Alle wünschen es ihm.

WAS ZU TUN IST? MARKETING- UND INHALTINNOVATION

Ein Fixpunkt existiert jedoch in dieser Odyssee. Bücher spielen in der Medienernährung der Menschen nach wie vor eine wichtige Rolle und werden dies auch in Zukunft bleiben. In einer zunehmend komplexen, fragmentierten und unerklärlichen Welt mit den Denkkategorien, die das Verständnis der uns umgebenden Realität geleitet haben, werden sie es noch mehr sein. Es gibt immer noch ein Publikum, das sie will, sucht und bereit ist, sie neben Netflix-Serien und -Filmen willkommen zu heißen.

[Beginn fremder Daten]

//! Vector Document Model
//!
//! A minimal owned tree (element, ordered attributes, children). The
//! compositor works only against this model; parsing and serialization live
//! in [`crate::xml`].

use crate::geometry::Size;

#[derive(Debug, Clone, PartialEq)]
pub struct Attribute {
    /// Qualified name as written, e.g. `viewBox`, `xlink:href`, `xmlns:xlink`.
    pub name: String,
    pub value: String,
}

#[derive(Debug, Clone, PartialEq)]
pub enum Node {
    Element(Element),
    Text(String),
    Comment(String),
    ProcessingInstruction { target: String, value: Option<String> },
}

#[derive(Debug, Clone, PartialEq)]
pub struct Element {
    /// Qualified name as written, e.g. `svg`, `g`, `svg:rect`.
    pub name: String,
    pub attributes: Vec<Attribute>,
    pub children: Vec<Node>,
}

/// Position of an element as child indices from the root.
pub type NodePath = Vec<usize>;

impl Element {
    pub fn new(name: impl Into<String>) -> Self {
        Self {
            name: name.into(),
            attributes: Vec::new(),
            children: Vec::new(),
        }
    }

    pub fn attr(&self, name: &str) -> Option<&str> {
        self.attributes
            .iter()
            .find(|a| a.name == name)
            .map(|a| a.value.as_str())
    }

    /// Set `name`, replacing in place if present so attribute order is kept.
    pub fn set_attr(&mut self, name: impl Into<String>, value: impl Into<String>) {
        let name = name.into();
        let value = value.into();
        match self.attributes.iter_mut().find(|a| a.name == name) {
            Some(existing) => existing.value = value,
            None => self.attributes.push(Attribute { name, value }),
        }
    }

    /// Namespace prefix of this element's name, if any.
    pub fn prefix(&self) -> Option<&str> {
        self.name.split_once(':').map(|(prefix, _)| prefix)
    }

    pub fn local_name(&self) -> &str {
        self.name.split_once(':').map_or(self.name.as_str(), |(_, local)| local)
    }

    pub fn child_elements(&self) -> impl Iterator<Item = &Element> {
        self.children.iter().filter_map(|node| match node {
            Node::Element(el) => Some(el),
            _ => None,
        })
    }

    /// Depth-first, document-order search for the first element with `id`.
    /// Returns the child-index path from `self`.
    pub fn find_by_id(&self, id: &str) -> Option<NodePath> {
        for (index, node) in self.children.iter().enumerate() {
            if let Node::Element(child) = node {
                if child.attr("id") == Some(id) {
                    return Some(vec![index]);
                }
                if let Some(mut rest) = child.find_by_id(id) {
                    rest.insert(0, index);
                    return Some(rest);
                }
            }
        }
        None
    }

    /// Element reached by following `path` from `self`. An empty path is `self`.
    pub fn element_at_mut(&mut self, path: &[usize]) -> Option<&mut Element> {
        let Some((&first, rest)) = path.split_first() else {
            return Some(self);
        };
        match self.children.get_mut(first)? {
            Node::Element(child) => child.element_at_mut(rest),
            _ => None,
        }
    }

    /// Size declared on this element: `viewBox` width/height first, then
    /// `width`/`height`. `None` when neither yields positive finite numbers.
    pub fn declared_size(&self) -> Option<Size> {
        if let Some(view_box) = self.view_box() {
            return Some(Size::new(view_box[2], view_box[3]));
        }
        let width = parse_length(self.attr("width")?)?;
        let height = parse_length(self.attr("height")?)?;
        Some(Size::new(width, height))
    }

    /// `[min_x, min_y, width, height]` when a usable `viewBox` is present.
    pub fn view_box(&self) -> Option<[f64; 4]> {
        let raw = self.attr("viewBox")?;
        let parts: Vec<f64> = raw
            .split(|c: char| c.is_whitespace() || c == ',')
            .filter(|s| !s.is_empty())
            .map(str::parse::<f64>)
            .collect::<Result<_, _>>()
            .ok()?;
        let [min_x, min_y, width, height] = <[f64; 4]>::try_from(parts).ok()?;
        let usable = [min_x, min_y].iter().all(|v| v.is_finite())
            && width.is_finite()
            && height.is_finite()
            && width > 0.0
            && height > 0.0;
        usable.then_some([min_x, min_y, width, height])
    }
}

/// Parse an SVG length in user units. Accepts a bare number or a `px`
/// suffix; other units and percentages cannot be resolved without a viewport.
fn parse_length(raw: &str) -> Option<f64> {
    let trimmed = raw.trim();
    let number = trimmed.strip_suffix("px").unwrap_or(trimmed).trim_end();
    let value: f64 = number.parse().ok()?;
    (value.is_finite() && value > 0.0).then_some(value)
}

/// A parsed vector document with exactly one root element.
#[derive(Debug, Clone, PartialEq)]
pub struct Document {
    pub root: Element,
}

impl Document {
    pub fn new(root: Element) -> Self {
        Self { root }
    }

    /// Parse markup with the crate's XML adapter.
    pub fn parse(markup: &str) -> Result<Self, crate::xml::XmlError> {
        crate::xml::parse(markup)
    }

    pub fn to_markup(&self) -> Result<String, crate::xml::XmlError> {
        crate::xml::serialize(self)
    }

    pub fn intrinsic_size(&self) -> Option<Size> {
        self.root.declared_size()
    }
}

Die erste Aufgabe besteht darin, Bücher an neue Zeiten anzupassen und der Öffentlichkeit bekannt zu machen, was mit traditionellen Mitteln und Strategien nicht mehr möglich ist, ungeeignet für den Cyberspace. Verleger und Autoren müssen sich also mit zwei Aktivitäten auseinandersetzen und weiterentwickeln, die ihnen noch nie so sympathisch waren, Marketing und Produktinnovation. Das erste, was zu verinnerlichen und zu verstoffwechseln ist, ist jedoch, dass Amazon weder der Feind, noch das Problem, noch Teil des Problems ist. Bezos antwortet denen, die Amazon kritisieren: „Das Problem mit den Verlagen ist nicht Amazon, es ist die Zukunft“.

Wie wir in einem zukünftigen Beitrag sehen werden, gibt es diejenigen, die bereits etwas für die Zukunft tun. Und das ist genau die einzige positive Nachricht unter der Sommersonne.